There are arguments both ways, and it depends somewhat on the amount of time between cycles. A dog goes through most of the hormonal stresses associated with pregnancy with each heat cycle whether it is bred or not. With each cycle that it is not bred the likelihood pf pyometra increases. Based on that, I tend to be biased toward breeding the dog whil it is young and then spaying. Unfortunately, that messes up training and competition schedules. 

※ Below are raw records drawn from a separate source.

#[tokio::test]
async fn test_health_timeout_after_all_attempts() {
    let runner = ScriptedRunner::happy_path().on(PS, vec![Reply::ok(&[APP_UNHEALTHY])]);
    let harness = Harness::new(runner).await;

    let deployment = harness.deploy_to_completion().await;

    assert_eq!(deployment.status, DeploymentStatus::Failed);
    assert_eq!(harness.runner.count(PS), 24);
    assert_eq!(
        deployment.error_message.as_deref(),
        Some("Health check timed out after 24 attempts")
    );
    assert!(logs(&deployment).contains("Health check attempt 24/24 - waiting..."));
}

#[tokio::test]
async fn test_zero_attempt_policy_still_queries_once() {
    let store = Arc::new(seeded_store().await);
    let runner = Arc::new(ScriptedRunner::happy_path());
    let orchestrator = Orchestrator::new(
        store.clone(),
        runner.clone(),
        Arc::new(BroadcastBus::default()),
        OrchestratorOptions {
            health_poll: HealthPollSettings {
                max_attempts: 0,
                interval: Duration::ZERO,
            },
        },
    );

    let started = orchestrator
        .start_deploy(PROJECT_ID, USER_ID, None)
        .await
        .unwrap();
    orchestrator.shutdown().await;

    let deployment = store.get_deployment(&started.id).await.unwrap().unwrap();
    assert_eq!(deployment.status, DeploymentStatus::Success);
    assert_eq!(runner.count(PS), 1);
}

#[tokio::test]
async fn test_commit_message_is_truncated() {
    let long_message = "x".repeat(600);
    let runner = ScriptedRunner::happy_path()
        .on(GIT_LOG, vec![Reply::ok(&[long_message.as_str()])]);
    let harness = Harness::new(runner).await;

    let deployment = harness.deploy_to_completion().await;

    assert_eq!(deployment.status, DeploymentStatus::Success);
    assert_eq!(deployment.commit_message.unwrap().chars().count(), 500);
}

#[tokio::test]
async fn test_error_message_is_truncated() {
    let long_error = format!("Failed to run docker: {}", "e".repeat(3000));
    let runner = ScriptedRunner::happy_path().on(BUILD, vec![Reply::launch_error(long_error)]);
    let harness = Harness::new(runner).await;

    let deployment = harness.deploy_to_completion().await;

    assert_eq!(deployment.status, DeploymentStatus::Failed);
    let error = deployment.error_message.as_deref().unwrap();
    assert_eq!(error.chars().count(), MAX_ERROR_MESSAGE_CHARS);
    assert!(error.starts_with("Failed to run docker: eee"));

    // the transcript keeps the full message
    assert!(logs(&deployment).len() > 3000);
}

#[tokio::test]
async fn test_audit_failures_do_not_change_outcome() {
    let store = Arc::new(FaultyStore::failing_audit(seeded_store().await));
    let runner = Arc::new(ScriptedRunner::happy_path());
    let bus = Arc::new(BroadcastBus::default());
    let orchestrator = orchestrator_with(store.clone(), runner, bus);

    let started = orchestrator
        .start_deploy(PROJECT_ID, USER_ID, None)
        .await
        .unwrap();
    orchestrator.shutdown().await;

    let deployment = store.inner.get_deployment(&started.id).await.unwrap().unwrap();
    assert_eq!(deployment.status, DeploymentStatus::Success);
    assert!(store.inner.activities().await.is_empty());
}

#[tokio::test]
async fn test_unwritable_outcome_is_recorded_as_failure() {
    let store = Arc::new(FaultyStore::failing_terminal_writes(seeded_store().await, 1));
    let runner = Arc::new(ScriptedRunner::happy_path());
    let bus = Arc::new(BroadcastBus::default());
    let mut rx = bus.subscribe();
    let orchestrator = orchestrator_with(store.clone(), runner, bus);

    let started = orchestrator
        .start_deploy(PROJECT_ID, USER_ID, None)
        .await
        .unwrap();
    orchestrator.shutdown().await;

    let deployment = store.inner.get_deployment(&started.id).await.unwrap().unwrap();
    assert_eq!(deployment.status, DeploymentStatus::Failed);
    assert!(deployment.completed_at.is_some());
    assert!(deployment
        .error_message
        .as_deref()
        .unwrap()
        .starts_with(UNRECORDED_MESSAGE));

    match drain(&mut rx).last() {
        Some(DeployEvent::Complete(complete)) => {
            assert_eq!(complete.status, DeploymentStatus::Failed)
        }
        other => panic!("expected completion event, got {:?}", other),
    }

    // the project is not left locked
    let next = orchestrator
        .start_deploy(PROJECT_ID, USER_ID, None)
        .await
        .unwrap();
    orchestrator.shutdown().await;
    let next = store.inner.get_deployment(&next.id).await.unwrap().unwrap();
    assert_eq!(next.status, DeploymentStatus::Success);
}

#[tokio::test]
async fn test_failed_claim_write_does_not_lock_project() {
    let dir = tempfile::tempdir().unwrap();
    let path = dir.path().join("state.json");
    let store = Arc::new(MemoryStore::open(File::new(&path)).await.unwrap());
    store
        .upsert_project(Project::new(PROJECT_ID, "shop", PROJECT_PATH))
        .await
        .unwrap();
    let runner = Arc::new(ScriptedRunner::happy_path());
    let orchestrator =
        orchestrator_with(store.clone(), runner.clone(), Arc::new(BroadcastBus::default()));

    // a non-empty directory cannot be replaced by the snapshot
    std::fs::remove_file(&path).unwrap();
    std::fs::create_dir_all(path.join("blocker")).unwrap();

    let err = orchestrator
        .start_deploy(PROJECT_ID, USER_ID, None)
        .await
        .unwrap_err();
    assert!(matches!(err, PanelError::StorageError(_)));
    assert_eq!(store.deployment_count().await, 0);
    assert!(runner.calls().is_empty());

    std::fs::remove_dir_all(&path).unwrap();
    let started = orchestrator
        .start_deploy(PROJECT_ID, USER_ID, None)
        .await
        .unwrap();
    orchestrator.shutdown().await;

    let deployment = store.get_deployment(&started.id).await.unwrap().unwrap();
    assert_eq!(deployment.status, DeploymentStatus::Success);
}

#[tokio::test]
async fn test_custom_branch_is_pulled() {
    let harness = Harness::new(ScriptedRunner::happy_path()).await;

    let started = harness
        .orchestrator
        .start_deploy(PROJECT_ID, USER_ID, Some("release/1.2".to_string()))
        .await
        .unwrap();
    harness.orchestrator.shutdown().await;

    assert_eq!(started.git_branch, "release/1.2");
    assert!(harness
        .runner
        .calls()
        .contains(&"git pull origin release/1.2".to_string()));
}

#[tokio::test]
async fn test_invalid_branch_is_rejected() {
    let harness = Harness::new(ScriptedRunner::happy_path()).await;

    let err = harness
        .orchestrator
        .start_deploy(PROJECT_ID, USER_ID, Some("--upload-pack=sh".to_string()))
        .await
        .unwrap_err();

    assert!(matches!(err, PanelError::ValidationError(_)));
    assert_eq!(harness.store.deployment_count().await, 0);
    assert!(harness.runner.calls().is_empty());
}

#[tokio::test]
async fn test_unknown_project_is_not_found() {
    let harness = Harness::new(ScriptedRunner::happy_path()).await;

    let err = harness
        .orchestrator
        .start_deploy("missing", USER_ID, None)
        .await
        .unwrap_err();

    assert!(matches!(err, PanelError::NotFound(_)));
    assert_eq!(harness.store.deployment_count().await, 0);
}

#[tokio::test]
async fn test_history_is_newest_first_with_users() {
    let harness = Harness::new(ScriptedRunner::happy_path()).await;
    let mut ids = Vec::new();
    for _ in 0..3 {
        ids.push(harness.deploy_to_completion().await.id);
    }

    let page = harness
        .orchestrator
        .get_deployments(PROJECT_ID, 2, 0)
        .await
        .unwrap();
    assert_eq!(page.total, 3);
    assert_eq!(page.deployments.len(), 2);
    assert_eq!(page.deployments[0].deployment.id, ids[2]);
    assert_eq!(page.deployments[1].deployment.id, ids[1]);
    assert_eq!(page.deployments[0].user.as_ref().unwrap().name, "Ada");

    let latest = harness
        .orchestrator
        .get_latest_deployment(PROJECT_ID)
        .await
        .unwrap()
        .unwrap();
    assert_eq!(latest.id, ids[2]);

    let fetched = harness.orchestrator.get_deployment(&ids[0]).await.unwrap();
    assert_eq!(fetched.status, DeploymentStatus::Success);
    assert!(matches!(
        harness.orchestrator.get_deployment("nope").await,
        Err(PanelError::NotFound(_))
    ));
}
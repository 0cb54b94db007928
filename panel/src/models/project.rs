//! Project models

use chrono::{DateTime, Utc};
use serde::{Deserialize, Serialize};

/// A project hosted on this server
#[derive(Debug, Clone, PartialEq, Serialize, Deserialize)]
#[serde(rename_all = "camelCase")]
pub struct Project {
    pub id: String,

    pub name: String,

    /// Working directory holding the git checkout and compose file
    pub path: String,

    /// Compose service name of the application container
    #[serde(default = "default_app_service")]
    pub app_service: String,

    #[serde(default)]
    pub last_deploy_at: Option<DateTime<Utc>>,
}

pub fn default_app_service() -> String {
    "app".to_string()
}

impl Project {
    pub fn new(id: impl Into<String>, name: impl Into<String>, path: impl Into<String>) -> Self {
        Self {
            id: id.into(),
            name: name.into(),
            path: path.into(),
            app_service: default_app_service(),
            last_deploy_at: None,
        }
    }
}
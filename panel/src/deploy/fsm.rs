//! Finite State Machine for project deployments

use crate::errors::PanelError;
use crate::models::deployment::DeploymentStatus;

/// Pipeline step
#[derive(Debug, Clone, Copy, PartialEq, Eq)]
pub enum PipelineStep {
    GitPull,
    Build,
    Deploy,
    HealthCheck,
}

impl PipelineStep {
    /// Steps in execution order
    pub const ALL: [PipelineStep; 4] = [
        PipelineStep::GitPull,
        PipelineStep::Build,
        PipelineStep::Deploy,
        PipelineStep::HealthCheck,
    ];

    /// Status persisted before the step runs
    pub fn status(&self) -> DeploymentStatus {
        match self {
            PipelineStep::GitPull => DeploymentStatus::GitPulling,
            PipelineStep::Build => DeploymentStatus::Building,
            PipelineStep::Deploy => DeploymentStatus::Deploying,
            PipelineStep::HealthCheck => DeploymentStatus::HealthCheck,
        }
    }

    /// Label stored as `currentStep`
    pub fn label(&self) -> &'static str {
        match self {
            PipelineStep::GitPull => "Pulling latest changes",
            PipelineStep::Build => "Building image",
            PipelineStep::Deploy => "Starting containers",
            PipelineStep::HealthCheck => "Checking container health",
        }
    }
}

/// Deployment event
#[derive(Debug, Clone)]
pub enum DeploymentEvent {
    /// A pipeline step is about to run
    StepStarted(PipelineStep),

    /// All steps completed
    Succeeded,

    /// A step failed
    Failed(String),
}

/// Check whether `from -> to` is allowed
pub fn is_valid_transition(from: DeploymentStatus, to: DeploymentStatus) -> bool {
    use DeploymentStatus::*;

    match (from, to) {
        (Pending, GitPulling)
        | (GitPulling, Building)
        | (Building, Deploying)
        | (Deploying, HealthCheck)
        | (HealthCheck, Success) => true,
        (from, Failed) => !from.is_terminal(),
        _ => false,
    }
}

/// Validate a transition, returning an error for anything outside the table
pub fn check_transition(from: DeploymentStatus, to: DeploymentStatus) -> Result<(), PanelError> {
    if is_valid_transition(from, to) {
        Ok(())
    } else {
        Err(PanelError::InvalidTransition {
            from: from.to_string(),
            to: to.to_string(),
        })
    }
}

/// Deployment FSM
///
/// Tracks the in-flight status of one pipeline run so that the orchestrator
/// never persists an out-of-order status.
#[derive(Debug, Clone)]
pub struct DeploymentFsm {
    status: DeploymentStatus,
    error: Option<String>,
}

impl DeploymentFsm {
    /// Create a new FSM in pending state
    pub fn new() -> Self {
        Self {
            status: DeploymentStatus::Pending,
            error: None,
        }
    }

    /// Get current status
    pub fn status(&self) -> DeploymentStatus {
        self.status
    }

    /// Get error message if any
    pub fn error(&self) -> Option<&str> {
        self.error.as_deref()
    }

    /// Process an event and transition state
    pub fn process(&mut self, event: DeploymentEvent) -> Result<DeploymentStatus, PanelError> {
        let next = match &event {
            DeploymentEvent::StepStarted(step) => step.status(),
            DeploymentEvent::Succeeded => DeploymentStatus::Success,
            DeploymentEvent::Failed(_) => DeploymentStatus::Failed,
        };

        check_transition(self.status, next)?;

        if let DeploymentEvent::Failed(err) = event {
            self.error = Some(err);
        }
        self.status = next;
        Ok(next)
    }
}

impl Default for DeploymentFsm {
    fn default() -> Self {
        Self::new()
    }
}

If a dog cycles every six months, it only has three months to recover post-weaning before it goes into heat again. I would be reluctant to do a back to back breeding. 

If a dog cycles every nine or more months, it has six or more months to recover. If the dog had an easy pregnancy and no negative reactions to the whole whelping/nursing process, I would not worry about it too much assuming the dog wasn't being overbred during the course of its life and was getting lots of time for training and just being a dog.


----------



## Bridget Bodine (Mar 4, 2008)

Nick
Do what you want to do, get her title, then breed her as young as you can. If she is going to be 4-ish when you anticipate finishing MH , she will still be pretty young.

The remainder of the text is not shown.